[Items listed in a dataset]
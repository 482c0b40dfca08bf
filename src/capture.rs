// SPDX-License-Identifier: MIT OR Apache-2.0

//! Routes records from the [`log`] facade through an [`Adapter`].
//!
//! Libraries that log with the `log` crate know nothing about contextlog. Installing
//! the capture logger makes their records come out as the same JSON lines as
//! everything else, with process context, timestamp and caller attached:
//!
//! ```
//! contextlog::capture::init_root().unwrap();
//! log::warn!("emitted by a dependency");
//! ```
//!
//! Levels map `error` to ERROR, `warn` to WARNING, `info` to INFO, and both
//! `debug` and `trace` to DEBUG. The record's target is kept as the `target` extra
//! field. The caller comes from the record's file and line and is left out when the
//! record doesn't carry them.

use crate::adapter::Adapter;
use crate::error::Error;
use crate::level::Level;
use crate::log_record::{Caller, LogOptions};

/// `log::Log` implementation forwarding to an adapter.
#[derive(Debug, Clone, Copy)]
pub struct CaptureLogger {
    adapter: &'static Adapter,
}

impl CaptureLogger {
    pub fn new(adapter: &'static Adapter) -> Self {
        Self { adapter }
    }
}

impl log::Log for CaptureLogger {
    fn enabled(&self, metadata: &log::Metadata<'_>) -> bool {
        self.adapter.enabled(level_from_log(metadata.level()))
    }

    fn log(&self, record: &log::Record<'_>) {
        let level = level_from_log(record.level());
        if !self.adapter.enabled(level) {
            return;
        }
        let caller = match (record.file(), record.line()) {
            (Some(file), Some(line)) => Some(Caller::new(file, line)),
            _ => None,
        };
        let options = LogOptions::new().extra("target", record.target());
        self.adapter.log_at(level, record.args(), options, caller);
    }

    fn flush(&self) {
        if let Err(e) = self.adapter.flush() {
            crate::error::report(e);
        }
    }
}

/// Installs a [`CaptureLogger`] for `adapter` as the `log` facade's logger.
///
/// The facade's maximum level is set from the adapter's minimum level. Fails if any
/// `log` logger is already installed.
pub fn init(adapter: &'static Adapter) -> Result<(), Error> {
    log::set_boxed_logger(Box::new(CaptureLogger::new(adapter)))?;
    log::set_max_level(level_filter(adapter.min_level()));
    Ok(())
}

/// Captures the `log` facade into the root adapter.
pub fn init_root() -> Result<(), Error> {
    init(crate::root::adapter())
}

pub fn level_from_log(level: log::Level) -> Level {
    match level {
        log::Level::Error => Level::Error,
        log::Level::Warn => Level::Warning,
        log::Level::Info => Level::Info,
        log::Level::Debug | log::Level::Trace => Level::Debug,
    }
}

fn level_filter(min_level: Level) -> log::LevelFilter {
    match min_level {
        Level::Debug => log::LevelFilter::Trace,
        Level::Info => log::LevelFilter::Info,
        Level::Warning => log::LevelFilter::Warn,
        Level::Error | Level::Critical => log::LevelFilter::Error,
    }
}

* REQUIRED WORK
Please retype the entries above in full, exactly as they stand.

* SOLUTION FOR THIS EXERCISE
repository 482c0b40dfca08bf
filename src/capture.rs
// SPDX-License-Identifier: MIT OR Apache-2.0

//! Routes records from the [`log`] facade through an [`Adapter`].
//!
//! Libraries that log with the `log` crate know nothing about contextlog. Installing
//! the capture logger makes their records come out as the same JSON lines as
//! everything else, with process context, timestamp and caller attached:
//!
//! ```
//! contextlog::capture::init_root().unwrap();
//! log::warn!("emitted by a dependency");
//! ```
//!
//! Levels map `error` to ERROR, `warn` to WARNING, `info` to INFO, and both
//! `debug` and `trace` to DEBUG. The record's target is kept as the `target` extra
//! field. The caller comes from the record's file and line and is left out when the
//! record doesn't carry them.

use crate::adapter::Adapter;
use crate::error::Error;
use crate::level::Level;
use crate::log_record::{Caller, LogOptions};

/// `log::Log` implementation forwarding to an adapter.
#[derive(Debug, Clone, Copy)]
pub struct CaptureLogger {
    adapter: &'static Adapter,
}

impl CaptureLogger {
    pub fn new(adapter: &'static Adapter) -> Self {
        Self { adapter }
    }
}

impl log::Log for CaptureLogger {
    fn enabled(&self, metadata: &log::Metadata<'_>) -> bool {
        self.adapter.enabled(level_from_log(metadata.level()))
    }

    fn log(&self, record: &log::Record<'_>) {
        let level = level_from_log(record.level());
        if !self.adapter.enabled(level) {
            return;
        }
        let caller = match (record.file(), record.line()) {
            (Some(file), Some(line)) => Some(Caller::new(file, line)),
            _ => None,
        };
        let options = LogOptions::new().extra("target", record.target());
        self.adapter.log_at(level, record.args(), options, caller);
    }

    fn flush(&self) {
        if let Err(e) = self.adapter.flush() {
            crate::error::report(e);
        }
    }
}

/// Installs a [`CaptureLogger`] for `adapter` as the `log` facade's logger.
///
/// The facade's maximum level is set from the adapter's minimum level. Fails if any
/// `log` logger is already installed.
pub fn init(adapter: &'static Adapter) -> Result<(), Error> {
    log::set_boxed_logger(Box::new(CaptureLogger::new(adapter)))?;
    log::set_max_level(level_filter(adapter.min_level()));
    Ok(())
}

/// Captures the `log` facade into the root adapter.
pub fn init_root() -> Result<(), Error> {
    init(crate::root::adapter())
}

pub fn level_from_log(level: log::Level) -> Level {
    match level {
        log::Level::Error => Level::Error,
        log::Level::Warn => Level::Warning,
        log::Level::Info => Level::Info,
        log::Level::Debug | log::Level::Trace => Level::Debug,
    }
}

fn level_filter(min_level: Level) -> log::LevelFilter {
    match min_level {
        Level::Debug => log::LevelFilter::Trace,
        Level::Info => log::LevelFilter::Info,
        Level::Warning => log::LevelFilter::Warn,
        Level::Error | Level::Critical => log::LevelFilter::Error,
    }
}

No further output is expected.